Talks

Optimizing Workflows at Scale

You can watch this talk on YouTube in Russian and English (auto-dubbed).


Nikolai Sidiropulo’s talk focused on a topic that often gets less attention than model quality or token cost: performance at scale. His central point was that as AI systems move from experimentation into production, teams eventually reach a stage where optimization is no longer optional. Once there is real business value, real user volume, and real operational dependency on these workflows, latency and workflow performance become business issues rather than just technical ones.

He framed optimization around three familiar software dimensions: reliability, efficiency, and performance. In AI systems, reliability is widely discussed because of non-determinism and the need for evals, prompt tuning, and output quality checks. Efficiency is also visible because token usage translates directly into dollars. But performance, he argued, is often under-discussed — even though in many real environments it determines whether the system is truly usable. A workflow that is technically correct but too slow can still become a bottleneck for the customer’s entire operation.

To make that point concrete, Nikolai described a healthcare-oriented workflow where a nurse uses a system during patient discharge. In this kind of environment, the user is not casually multitasking while waiting for the AI to finish in the background. The process is linear, operational, and time-sensitive: the nurse stands there waiting for the system to complete its work before moving on. In such scenarios, even an extra minute of latency compounds quickly across many users and many cases. What looks like a small delay at the system level becomes a throughput problem at the organizational level.

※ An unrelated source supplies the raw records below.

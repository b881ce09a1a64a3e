//! Foundation types for the DocVerify registry.
//!
//! This crate provides the identity and record types used throughout the
//! workspace. Every other docv crate depends on `docv-types`.
//!
//! # Key Types
//!
//! - [`Fingerprint`] — Content-addressed document digest (SHA-256, 64 hex chars)
//! - [`AccountId`] — Ledger identity of a submitting account, with a zero sentinel
//! - [`Record`] — The unit stored by the ledger: fingerprint plus metadata
//! - [`TransactionReceipt`] — Opaque handle returned by ledger writes

pub mod error;
pub mod fingerprint;
pub mod identity;
pub mod record;

pub use error::TypeError;
pub use fingerprint::Fingerprint;
pub use identity::AccountId;
pub use record::{Record, TransactionReceipt};
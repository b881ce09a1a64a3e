use thiserror::Error;

use docv_types::{Fingerprint, TypeError};

/// Errors from building or parsing share links.
#[derive(Debug, Error, Clone, PartialEq, Eq)]
pub enum LinkError {
    #[error("invalid url: {0}")]
    InvalidUrl(String),

    #[error("link carries no fingerprint parameter")]
    MissingFingerprint,

    #[error("link carries a malformed fingerprint: {0}")]
    InvalidFingerprint(#[from] TypeError),
}

/// Errors from building a proof artifact.
#[derive(Debug, Error, Clone, PartialEq, Eq)]
pub enum ProofError {
    #[error(transparent)]
    Link(#[from] LinkError),

    #[error("could not encode QR code: {0}")]
    QrEncode(String),
}

/// Errors from embedding a proof into a document.
#[derive(Debug, Error, Clone, PartialEq, Eq)]
pub enum EmbedError {
    /// The supplied bytes are not the document the record attests to.
    #[error("file does not match the record: expected {expected}, computed {computed}")]
    FingerprintMismatch {
        expected: Fingerprint,
        computed: Fingerprint,
    },

    #[error(transparent)]
    Link(#[from] LinkError),

    #[error("could not encode QR code: {0}")]
    QrEncode(String),

    #[error("could not parse document: {0}")]
    PdfParse(String),

    #[error("document is encrypted")]
    PdfEncrypted,

    #[error("document has no pages")]
    NoPages,

    #[error("could not write modified document: {0}")]
    Render(String),
}
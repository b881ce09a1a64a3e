use std::collections::BTreeMap;
use std::sync::atomic::{AtomicU64, Ordering};
use std::sync::RwLock;

use async_trait::async_trait;
use rand::Rng;
use tracing::debug;

use docv_types::{AccountId, Fingerprint, Record, TransactionReceipt};

use crate::error::{LedgerError, LedgerResult};
use crate::traits::LedgerGateway;

/// In-memory ledger gateway for tests, local demos, and embedding.
///
/// Keeps one live record per fingerprint and attributes writes to the
/// connected identity. Batch writes validate every entry before mutating
/// anything, so a rejection commits nothing.
///
/// Test affordances: per-operation call counters, and [`fail_next`]
/// transport-fault injection that makes exactly one upcoming call fail
/// before touching state.
///
/// [`fail_next`]: InMemoryLedgerGateway::fail_next
pub struct InMemoryLedgerGateway {
    identity: RwLock<Option<AccountId>>,
    inner: RwLock<LedgerState>,
    calls: CallCounters,
}

#[derive(Default)]
struct LedgerState {
    records: BTreeMap<Fingerprint, Record>,
    fail_next: Option<String>,
}

#[derive(Default)]
struct CallCounters {
    register: AtomicU64,
    register_batch: AtomicU64,
    lookup: AtomicU64,
    list_by_owner: AtomicU64,
    remove: AtomicU64,
    remove_batch: AtomicU64,
}

impl InMemoryLedgerGateway {
    /// Gateway with a connected signing identity.
    pub fn connected(identity: AccountId) -> Self {
        Self {
            identity: RwLock::new(Some(identity)),
            inner: RwLock::new(LedgerState::default()),
            calls: CallCounters::default(),
        }
    }

    /// Gateway with no identity connected; writes fail with
    /// [`LedgerError::NotConnected`].
    pub fn disconnected() -> Self {
        Self {
            identity: RwLock::new(None),
            inner: RwLock::new(LedgerState::default()),
            calls: CallCounters::default(),
        }
    }

    /// Connect a signing identity.
    pub fn connect(&self, identity: AccountId) {
        if let Ok(mut guard) = self.identity.write() {
            *guard = Some(identity);
        }
    }

    /// Disconnect the signing identity.
    pub fn disconnect(&self) {
        if let Ok(mut guard) = self.identity.write() {
            *guard = None;
        }
    }

    /// Make the next gateway call fail with a transport error before it
    /// touches any state.
    pub fn fail_next(&self, reason: impl Into<String>) {
        if let Ok(mut state) = self.inner.write() {
            state.fail_next = Some(reason.into());
        }
    }

    /// Number of `lookup` calls observed.
    pub fn lookup_calls(&self) -> u64 {
        self.calls.lookup.load(Ordering::Relaxed)
    }

    /// Number of write calls observed (register, remove, and their batches).
    pub fn write_calls(&self) -> u64 {
        self.calls.register.load(Ordering::Relaxed)
            + self.calls.register_batch.load(Ordering::Relaxed)
            + self.calls.remove.load(Ordering::Relaxed)
            + self.calls.remove_batch.load(Ordering::Relaxed)
    }

    /// Total calls of any kind observed.
    pub fn total_calls(&self) -> u64 {
        self.lookup_calls()
            + self.write_calls()
            + self.calls.list_by_owner.load(Ordering::Relaxed)
    }

    fn take_fault(&self) -> LedgerResult<()> {
        let mut state = self.lock_write()?;
        match state.fail_next.take() {
            Some(reason) => Err(LedgerError::Transport(reason)),
            None => Ok(()),
        }
    }

    fn lock_write(&self) -> LedgerResult<std::sync::RwLockWriteGuard<'_, LedgerState>> {
        self.inner
            .write()
            .map_err(|_| LedgerError::Transport("gateway state lock poisoned".into()))
    }

    fn lock_read(&self) -> LedgerResult<std::sync::RwLockReadGuard<'_, LedgerState>> {
        self.inner
            .read()
            .map_err(|_| LedgerError::Transport("gateway state lock poisoned".into()))
    }

    fn require_identity(&self) -> LedgerResult<AccountId> {
        self.connected_identity().ok_or(LedgerError::NotConnected)
    }

    fn new_record(
        fingerprint: Fingerprint,
        title: &str,
        description: &str,
        owner: AccountId,
    ) -> Record {
        Record {
            fingerprint,
            title: title.to_string(),
            description: description.to_string(),
            owner,
            created_at: chrono::Utc::now().timestamp().max(0) as u64,
        }
    }

    fn new_receipt() -> TransactionReceipt {
        let bytes: [u8; 32] = rand::thread_rng().gen();
        TransactionReceipt {
            tx_hash: format!("0x{}", hex::encode(bytes)),
        }
    }
}

#[async_trait]
impl LedgerGateway for InMemoryLedgerGateway {
    fn connected_identity(&self) -> Option<AccountId> {
        self.identity.read().ok().and_then(|guard| *guard)
    }

    async fn register(
        &self,
        fingerprint: &Fingerprint,
        title: &str,
        description: &str,
    ) -> LedgerResult<TransactionReceipt> {
        self.calls.register.fetch_add(1, Ordering::Relaxed);
        self.take_fault()?;
        let owner = self.require_identity()?;

        let mut state = self.lock_write()?;
        if state.records.contains_key(fingerprint) {
            return Err(LedgerError::Rejected(format!(
                "fingerprint {} already registered",
                fingerprint.short_id()
            )));
        }
        state.records.insert(
            *fingerprint,
            Self::new_record(*fingerprint, title, description, owner),
        );
        debug!(fingerprint = %fingerprint.short_id(), %owner, "registered record");
        Ok(Self::new_receipt())
    }

    async fn register_batch(
        &self,
        fingerprints: &[Fingerprint],
        title: &str,
        description: &str,
    ) -> LedgerResult<TransactionReceipt> {
        self.calls.register_batch.fetch_add(1, Ordering::Relaxed);
        self.take_fault()?;
        let owner = self.require_identity()?;
        if fingerprints.is_empty() {
            return Err(LedgerError::Rejected("empty batch".into()));
        }

        let mut state = self.lock_write()?;

        // Validate the whole batch before the first insert: a rejection must
        // commit nothing.
        let mut seen = std::collections::BTreeSet::new();
        for fingerprint in fingerprints {
            if state.records.contains_key(fingerprint) || !seen.insert(*fingerprint) {
                return Err(LedgerError::Rejected(format!(
                    "fingerprint {} already registered",
                    fingerprint.short_id()
                )));
            }
        }

        for fingerprint in fingerprints {
            state.records.insert(
                *fingerprint,
                Self::new_record(*fingerprint, title, description, owner),
            );
        }
        debug!(count = fingerprints.len(), %owner, "registered batch");
        Ok(Self::new_receipt())
    }

    async fn lookup(&self, fingerprint: &Fingerprint) -> LedgerResult<Option<Record>> {
        self.calls.lookup.fetch_add(1, Ordering::Relaxed);
        self.take_fault()?;
        let state = self.lock_read()?;
        Ok(state.records.get(fingerprint).cloned())
    }

    async fn list_by_owner(&self, owner: &AccountId) -> LedgerResult<Vec<Record>> {
        self.calls.list_by_owner.fetch_add(1, Ordering::Relaxed);
        self.take_fault()?;
        let state = self.lock_read()?;
        Ok(state
            .records
            .values()
            .filter(|r| r.owner == *owner)
            .cloned()
            .collect())
    }

    async fn remove(&self, fingerprint: &Fingerprint) -> LedgerResult<TransactionReceipt> {
        self.calls.remove.fetch_add(1, Ordering::Relaxed);
        self.take_fault()?;
        let caller = self.require_identity()?;

        let mut state = self.lock_write()?;
        match state.records.get(fingerprint) {
            None => {
                return Err(LedgerError::Rejected(format!(
                    "fingerprint {} not registered",
                    fingerprint.short_id()
                )))
            }
            Some(record) if record.owner != caller => {
                return Err(LedgerError::Rejected("caller is not the record owner".into()))
            }
            Some(_) => {}
        }
        state.records.remove(fingerprint);
        debug!(fingerprint = %fingerprint.short_id(), %caller, "removed record");
        Ok(Self::new_receipt())
    }

    async fn remove_batch(&self, fingerprints: &[Fingerprint]) -> LedgerResult<TransactionReceipt> {
        self.calls.remove_batch.fetch_add(1, Ordering::Relaxed);
        self.take_fault()?;
        let caller = self.require_identity()?;
        if fingerprints.is_empty() {
            return Err(LedgerError::Rejected("empty batch".into()));
        }

        let mut state = self.lock_write()?;

        for fingerprint in fingerprints {
            match state.records.get(fingerprint) {
                None => {
                    return Err(LedgerError::Rejected(format!(
                        "fingerprint {} not registered",
                        fingerprint.short_id()
                    )))
                }
                Some(record) if record.owner != caller => {
                    return Err(LedgerError::Rejected(
                        "caller is not the record owner".into(),
                    ))
                }
                Some(_) => {}
            }
        }

        for fingerprint in fingerprints {
            state.records.remove(fingerprint);
        }
        debug!(count = fingerprints.len(), %caller, "removed batch");
        Ok(Self::new_receipt())
    }
}
//! Registration and verification workflows for the DocVerify registry.
//!
//! Each workflow run is a fresh, stateless pass over a
//! [`LedgerGateway`](docv_gateway::LedgerGateway): validate, hash, call,
//! classify. There is no shared mutable state between runs and no automatic
//! retry; every failure is terminal for the run that raised it and the
//! caller decides whether to re-invoke.
//!
//! - [`register`] — select files, fingerprint them in order, submit as one
//!   atomic (single or batch) registration.
//! - [`verify`] / [`verify_batch`] — resolve a fingerprint (by hashing a
//!   file or from a shared reference), query the ledger, and classify the
//!   result as verified, not found, or failed.
//! - [`history`] / [`delete`] / [`delete_all`] — owner-side record
//!   management.

pub mod error;
pub mod history;
pub mod registration;
pub mod verification;

pub use error::{RegistrationError, VerifyError};
pub use history::{delete, delete_all, history, search};
pub use registration::{register, RegistrationReceipt, RegistrationRequest};
pub use verification::{verify, verify_batch, VerificationOutcome, VerificationReport, VerifyInput};
use tracing::{debug, info};

use docv_digest::{DigestEngine, FileSource};
use docv_gateway::LedgerGateway;
use docv_types::{Fingerprint, TransactionReceipt};

use crate::error::RegistrationError;

/// Caller input for one registration run.
#[derive(Clone, Debug)]
pub struct RegistrationRequest {
    /// Short human-readable label for the record(s). Required.
    pub title: String,
    /// Free-text description. Required at submission time.
    pub description: String,
    /// The files to register, in selection order.
    pub files: Vec<FileSource>,
}

impl RegistrationRequest {
    pub fn new(
        title: impl Into<String>,
        description: impl Into<String>,
        files: Vec<FileSource>,
    ) -> Self {
        Self {
            title: title.into(),
            description: description.into(),
            files,
        }
    }
}

/// Result of a successful registration run.
#[derive(Clone, Debug, PartialEq, Eq)]
pub struct RegistrationReceipt {
    /// The submitted fingerprints, in input order, for downstream display
    /// and proof generation.
    pub fingerprints: Vec<Fingerprint>,
    /// The ledger's receipt for the (single or batch) submission.
    pub transaction: TransactionReceipt,
}

/// Run the registration workflow: guard, hash, submit.
///
/// Entry guards (connected identity, non-empty metadata, at least one file)
/// short-circuit with [`RegistrationError::Validation`] before any ledger
/// contact. Hashing failures abort the whole run; nothing is ever partially
/// submitted. One file goes through `register`, several through the atomic
/// `register_batch`.
pub async fn register<G>(
    gateway: &G,
    request: &RegistrationRequest,
) -> Result<RegistrationReceipt, RegistrationError>
where
    G: LedgerGateway + ?Sized,
{
    let identity = gateway
        .connected_identity()
        .filter(|id| !id.is_zero())
        .ok_or_else(|| RegistrationError::Validation("no identity connected".into()))?;
    if request.title.trim().is_empty() {
        return Err(RegistrationError::Validation("title must not be empty".into()));
    }
    if request.description.trim().is_empty() {
        return Err(RegistrationError::Validation(
            "description must not be empty".into(),
        ));
    }
    if request.files.is_empty() {
        return Err(RegistrationError::Validation(
            "select at least one file".into(),
        ));
    }

    debug!(%identity, files = request.files.len(), "hashing selected files");
    let mut fingerprints = Vec::with_capacity(request.files.len());
    for source in &request.files {
        // The first hashing failure aborts the run; nothing has been
        // submitted yet, so there is no partial registration to undo.
        let fingerprint = DigestEngine::fingerprint_source(source).await?;
        debug!(file = %source.name(), fingerprint = %fingerprint.short_id(), "hashed");
        fingerprints.push(fingerprint);
    }

    let transaction: TransactionReceipt = match fingerprints.as_slice() {
        [single] => {
            gateway
                .register(single, &request.title, &request.description)
                .await?
        }
        many => {
            gateway
                .register_batch(many, &request.title, &request.description)
                .await?
        }
    };

    info!(
        count = fingerprints.len(),
        tx = %transaction.tx_hash,
        "registration submitted"
    );
    Ok(RegistrationReceipt {
        fingerprints,
        transaction,
    })
}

A major focus of the talk was instrumentation and observability. Nikolai emphasized that assumptions about performance are often wrong unless they are validated against actual production data. Local benchmarks and isolated tests rarely reflect the complexity of real-world usage. His recommendation was to instrument critical workflows, use tracing systems such as OpenTelemetry and platforms like Langfuse, and analyze data through percentiles rather than averages. In particular, he stressed the importance of tail latency — looking at P90, P95, or P99 behavior rather than just median response times — because the worst-performing slice of requests often reveals the most meaningful bottlenecks.

One of the strongest practical insights from the session was the need to enrich traces with business-specific attributes, not just standard technical metadata. In the example he shared, adding contextual information such as state or region made it possible to identify asymmetric performance patterns. Some workflows were slower in certain locations because the agent was dynamically pulling extra regulatory context from external sources. Once that pattern became visible, the team could preload and cache the relevant information instead of forcing the agent to fetch it on demand. This improved latency, reduced token waste, and opened the door to better model choices at lower cost.

During Q&A, the audience asked for concrete examples of bottlenecks encountered while scaling workflows. Nikolai pointed back to exactly this kind of hidden asymmetry: issues that are not obvious in aggregate metrics but become clear once traces are grouped by meaningful business dimensions such as geography, time of day, or operational load. Another audience question asked what modern AI system architecture looks like in practice. In response, he outlined a progression from simpler systems to more complex ones: first, workflows that can still be solved algorithmically; then single-model-call systems; then more structured pipelines; and finally multi-agent and sub-agent architectures. His answer was careful and pragmatic — the more moving parts a system has, the more points of failure, non-determinism, and compounded risk it introduces.

There was also an interesting discussion around whether DevOps can be seen as a foundation for AI systems. Nikolai’s answer was that many existing software and infrastructure practices are absolutely relevant, but AI introduces a different layer of complexity because behavior is probabilistic rather than strictly deterministic. Observability, cost tracking, and operational discipline still matter, but standard methods do not map perfectly onto AI workloads, particularly when it comes to evaluating quality, understanding latency distributions, and tracing non-deterministic execution paths.

Overall, the talk offered a mature production-focused view of AI systems. Rather than treating optimization as a one-time tuning exercise, Nikolai described it as a recurring loop: instrument, observe, analyze, optimize, and repeat. For teams already operating AI workflows at meaningful scale, it was a strong reminder that the biggest opportunities often appear not in average performance, but in the edge cases and hidden clusters where the business feels the pain first.